63 This is a thin basis for seeking to invoke any of the Verdins[9] principles. Although it is no longer necessary to identify a serious psychiatric illness not amounting to insanity, it is necessary to identify a mental disorder or abnormality or an impairment of mental function, whether or not the condition in question would properly be described as a serious mental illness.[10] I do not consider that emotional instability, compounded by a mild cognitive deficit, adverse life experiences and amphetamine abuse, and an atypical pattern of sexual offending constitutes “a mental disorder or abnormality or an impairment of mental function” as those terms were used in Verdins. Even if I were satisfied that you suffered from a mental disorder or abnormality or an impairment of mental function in the Verdins sense, I am not satisfied that it bears on any of the 6 factors identified in that case so as to reduce the sentence otherwise appropriate.

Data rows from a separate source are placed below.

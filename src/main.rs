//! Spyglass CLI - a GitHub issues dashboard.

use chrono::Utc;
use clap::Parser;
use std::process;

use spyglass::catalog::{self, CatalogSource, DEFAULT_OWNER};
use spyglass::cli::{Cli, Commands, IssuesArgs, TokenCommands};
use spyglass::engine::Engine;
use spyglass::events::{Action, Session};
use spyglass::filters::{AssigneeFilter, FilterState, LabelFilter, StateFilter};
use spyglass::github::GithubClient;
use spyglass::models::{Issue, SortKey, ViewMode};
use spyglass::ratelimit::RateLimit;
use spyglass::store::Store;
use spyglass::view::DEFAULT_PAGE_SIZE;
use spyglass::{Error, Result};

fn main() {
    // Logs go to stderr so stdout stays pipeable
    tracing_subscriber::fmt()
        .with_env_filter(tracing_subscriber::EnvFilter::from_default_env())
        .with_writer(std::io::stderr)
        .init();

    let cli = Cli::parse();
    if let Err(e) = run(cli) {
        eprintln!("Error: {}", e);
        process::exit(1);
    }
}

fn run(cli: Cli) -> Result<()> {
    let owner = cli.owner.clone().unwrap_or_else(|| DEFAULT_OWNER.to_string());
    let store = Store::open_default(&owner)?;

    // Token precedence: flag/env > stored
    let token = match &cli.token {
        Some(token) => Some(token.clone()),
        None => store.token()?,
    };
    let source = cli
        .catalog
        .as_deref()
        .map(CatalogSource::from_arg)
        .unwrap_or_else(|| CatalogSource::File("repos.csv".into()));

    match cli.command.unwrap_or(Commands::Issues(IssuesArgs::default())) {
        Commands::Issues(args) => {
            let client = GithubClient::new(token);
            let engine = Engine::new(client, store, &owner, source);
            run_issues(engine, cli.json, args)
        }
        Commands::Repos => {
            let client = GithubClient::new(token);
            run_repos(client, store, &owner, &source, cli.json)
        }
        Commands::Show { repo, number } => {
            let client = GithubClient::new(token);
            let engine = Engine::new(client, store, &owner, source);
            run_show(engine, cli.json, repo, number)
        }
        Commands::Token { command } => run_token(store, command),
        Commands::View { mode } => run_view(store, mode),
        Commands::RateLimit => run_rate_limit(&store, cli.json),
    }
}

/// Build the requested filter set from CLI flags. `None` when nothing was
/// requested, so the snapshot's filters can be restored instead.
fn requested_filters(args: &IssuesArgs) -> Result<Option<FilterState>> {
    let mut filters = args
        .from_link
        .as_deref()
        .map(FilterState::from_fragment)
        .unwrap_or_default();
    let mut explicit = args.from_link.is_some();

    if let Some(repo) = &args.repo {
        filters.repo = repo.clone();
        explicit = true;
    }
    if let Some(state) = &args.state {
        filters.state = StateFilter::from_str(state)
            .ok_or_else(|| Error::InvalidInput(format!("unknown state filter: {}", state)))?;
        explicit = true;
    }
    if let Some(assignee) = &args.assignee {
        filters.assignee = AssigneeFilter::from_str(assignee);
        explicit = true;
    }
    if let Some(label) = &args.label {
        filters.label = LabelFilter::from_str(label);
        explicit = true;
    }
    if let Some(search) = &args.search {
        filters.search = search.trim().to_string();
        explicit = true;
    }
    if let Some(sort) = &args.sort {
        filters.sort = SortKey::from_str(sort)
            .ok_or_else(|| Error::InvalidInput(format!("unknown sort key: {}", sort)))?;
        explicit = true;
    }

    Ok(explicit.then_some(filters))
}

fn run_issues(engine: Engine, json: bool, args: IssuesArgs) -> Result<()> {
    let filters = requested_filters(&args)?;

    // An explicit filter set has a fragment without any data load
    if args.link {
        if let Some(filters) = &filters {
            println!("{}", filters.to_fragment());
            return Ok(());
        }
    }

    let (mut session, report) = match Session::load(engine, filters, args.page_size, args.refresh)
    {
        Ok(loaded) => loaded,
        Err(e) => {
            // Total load failure suppresses the normal dashboard output
            eprintln!("Error: {}", e);
            eprintln!("Retry with `sg issues --refresh` once the network or catalog source is reachable.");
            process::exit(1);
        }
    };

    if args.link {
        println!("{}", session.fragment());
        return Ok(());
    }

    if args.page != 1 {
        session.apply(Action::SetPage(args.page))?;
    }

    // Transient per-repository notifications; the collected data still renders
    for (repo, error) in report.failures() {
        eprintln!("warning: {}: {}", repo, error);
    }
    print_rate_limit_warning(session.engine().rate_limit());

    if json {
        let payload = serde_json::json!({
            "owner": session.engine().owner(),
            "filters": session.filters(),
            "fragment": session.fragment(),
            "stats": session.stats(),
            "view": session.view(),
        });
        println!("{}", serde_json::to_string_pretty(&payload)?);
        return Ok(());
    }

    let mode = session.engine().store().view_mode()?;
    render_dashboard(&session, mode);
    Ok(())
}

fn render_dashboard(session: &Session, mode: ViewMode) {
    let stats = session.stats();
    println!(
        "{} repositories | {} open | {} closed | {} comments",
        stats.repository_count, stats.open_count, stats.closed_count, stats.comment_count
    );

    let view = session.view();
    if view.page_items.is_empty() {
        println!("No issues match the current filters.");
        return;
    }

    println!();
    for issue in &view.page_items {
        match mode {
            ViewMode::List => println!("{}", list_line(issue)),
            ViewMode::Card => print_card(issue),
        }
    }

    let (start, end) = view.shown_range();
    println!();
    println!(
        "Showing {}-{} of {} issues (page {}/{})",
        start, end, view.total_count, view.page, view.total_pages
    );

    let fragment = session.fragment();
    if !fragment.is_empty() {
        println!("Link: #{}", fragment);
    }
}

fn list_line(issue: &Issue) -> String {
    let mut line = format!(
        "#{:<6} {:<6} {:<14} {}",
        issue.number,
        issue.state.as_str(),
        issue.repository,
        issue.title
    );
    if issue.comment_count > 0 {
        line.push_str(&format!(" ({}c)", issue.comment_count));
    }
    if !issue.labels.is_empty() {
        let names: Vec<&str> = issue.labels.iter().map(|l| l.name.as_str()).collect();
        line.push_str(&format!(" [{}]", names.join(", ")));
    }
    line
}

fn print_card(issue: &Issue) {
    println!(
        "#{} {} [{}] {}",
        issue.number,
        issue.title,
        issue.state.as_str(),
        issue.repository
    );
    println!(
        "    by {} | updated {} | {} comments",
        issue.author.login,
        issue.updated_at.format("%Y-%m-%d %H:%M"),
        issue.comment_count
    );
    if !issue.labels.is_empty() || !issue.assignees.is_empty() {
        let labels: Vec<&str> = issue.labels.iter().map(|l| l.name.as_str()).collect();
        let assignees: Vec<&str> = issue.assignees.iter().map(|a| a.login.as_str()).collect();
        println!(
            "    labels: {} | assignees: {}",
            if labels.is_empty() { "-".to_string() } else { labels.join(", ") },
            if assignees.is_empty() { "-".to_string() } else { assignees.join(", ") },
        );
    }
    println!("    {}", issue.url);
    println!();
}

fn run_show(engine: Engine, json: bool, repo: String, number: u64) -> Result<()> {
    let filters = FilterState {
        repo: repo.clone(),
        state: StateFilter::All,
        ..Default::default()
    };
    let (mut session, _report) = Session::load(engine, Some(filters), DEFAULT_PAGE_SIZE, false)?;
    // Acquire the repository if the restored snapshot did not cover it
    session.apply(Action::SetRepository(repo.clone()))?;

    let issue = session
        .engine()
        .issues()
        .iter()
        .find(|i| i.repository == repo && i.number == number)
        .ok_or_else(|| Error::InvalidInput(format!("issue {}#{} not found", repo, number)))?;

    if json {
        println!("{}", serde_json::to_string_pretty(issue)?);
        return Ok(());
    }

    println!("#{} {} [{}]", issue.number, issue.title, issue.state.as_str());
    println!(
        "{} | opened by {} | created {} | updated {}",
        issue.repository,
        issue.author.login,
        issue.created_at.format("%Y-%m-%d"),
        issue.updated_at.format("%Y-%m-%d")
    );
    println!("{}", issue.url);
    if let Some(body) = &issue.body {
        println!();
        println!("{}", body);
    }
    if !issue.comments.is_empty() {
        println!();
        println!("Comments ({}):", issue.comments.len());
        for comment in &issue.comments {
            println!();
            println!(
                "  {} on {}:",
                comment.author,
                comment.created_at.format("%Y-%m-%d %H:%M")
            );
            for line in comment.body.lines() {
                println!("  {}", line);
            }
        }
    }
    Ok(())
}

fn run_repos(
    client: GithubClient,
    mut store: Store,
    owner: &str,
    source: &CatalogSource,
    json: bool,
) -> Result<()> {
    let mut rate_limit = store.rate_limit()?;
    let repositories = catalog::load(&client, &mut store, &mut rate_limit, source, owner);
    store.save_rate_limit(&rate_limit)?;
    if repositories.is_empty() {
        return Err(Error::Catalog(
            "no repositories available from any source".to_string(),
        ));
    }

    let now = Utc::now();
    if json {
        let payload: Vec<_> = repositories
            .iter()
            .map(|repo| {
                let counts = store.issue_counts(&repo.name, now).ok().flatten();
                serde_json::json!({
                    "name": repo.name,
                    "display_name": repo.display_name,
                    "description": repo.description,
                    "open_issues": counts.map(|(open, _)| open),
                    "total_issues": counts.map(|(_, total)| total),
                })
            })
            .collect();
        println!("{}", serde_json::to_string_pretty(&payload)?);
        return Ok(());
    }

    for repo in &repositories {
        let counts = match store.issue_counts(&repo.name, now)? {
            Some((open, total)) => format!("{}/{}", open, total),
            None => "-".to_string(),
        };
        println!(
            "{:<18} {:>7}  {}",
            repo.label(),
            counts,
            repo.description.as_deref().unwrap_or("")
        );
    }
    Ok(())
}

fn run_token(mut store: Store, command: TokenCommands) -> Result<()> {
    match command {
        TokenCommands::Set { token } => {
            store.set_token(token.trim())?;
            println!("Token saved; cached data invalidated.");
        }
        TokenCommands::Clear => {
            store.clear_token()?;
            println!("Token cleared; cached data invalidated.");
        }
        TokenCommands::Status => match store.token()? {
            Some(_) => println!("A token is stored."),
            None => println!("No token stored."),
        },
    }
    Ok(())
}

fn run_view(mut store: Store, mode: Option<String>) -> Result<()> {
    match mode {
        Some(mode) => {
            let mode = ViewMode::from_str(&mode)
                .ok_or_else(|| Error::InvalidInput(format!("unknown view mode: {}", mode)))?;
            store.set_view_mode(mode)?;
            println!("View mode set to {}.", mode);
        }
        None => println!("{}", store.view_mode()?),
    }
    Ok(())
}

fn run_rate_limit(store: &Store, json: bool) -> Result<()> {
    let rate_limit = store.rate_limit()?;
    let now = Utc::now();

    if json {
        println!("{}", serde_json::to_string_pretty(&rate_limit)?);
        return Ok(());
    }

    if !rate_limit.is_tracking() {
        println!("No rate-limit data observed yet.");
        return Ok(());
    }
    if let Some(remaining) = rate_limit.remaining {
        println!("Remaining requests: {}", remaining);
    }
    if let Some(seconds) = rate_limit.seconds_until_reset(now) {
        println!("Window resets in {}m{:02}s", seconds / 60, seconds % 60);
    }
    if rate_limit.is_exhausted(now) {
        println!("The budget is exhausted; calls will fail until the reset.");
    }
    Ok(())
}

fn print_rate_limit_warning(rate_limit: &RateLimit) {
    let now = Utc::now();
    if !rate_limit.should_warn(now) {
        return;
    }
    match rate_limit.seconds_until_reset(now) {
        Some(seconds) if rate_limit.is_exhausted(now) => eprintln!(
            "warning: API rate limit exhausted; resets in {}m{:02}s",
            seconds / 60,
            seconds % 60
        ),
        _ => eprintln!(
            "warning: {} API requests remaining",
            rate_limit.remaining.unwrap_or(0)
        ),
    }
}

[9]Verdins; Buckley; Vo (2007) 16 VR 269 at [32]:
1. The condition may reduce the moral culpability of the offending conduct, as distinct from the offender’s legal responsibility. Where that is so, the condition affects the punishment that is just in all the circumstances; and denunciation is less likely to be a relevant sentencing objective.
2. The condition may have a bearing on the kind of sentence that is imposed and the conditions in which it should be served.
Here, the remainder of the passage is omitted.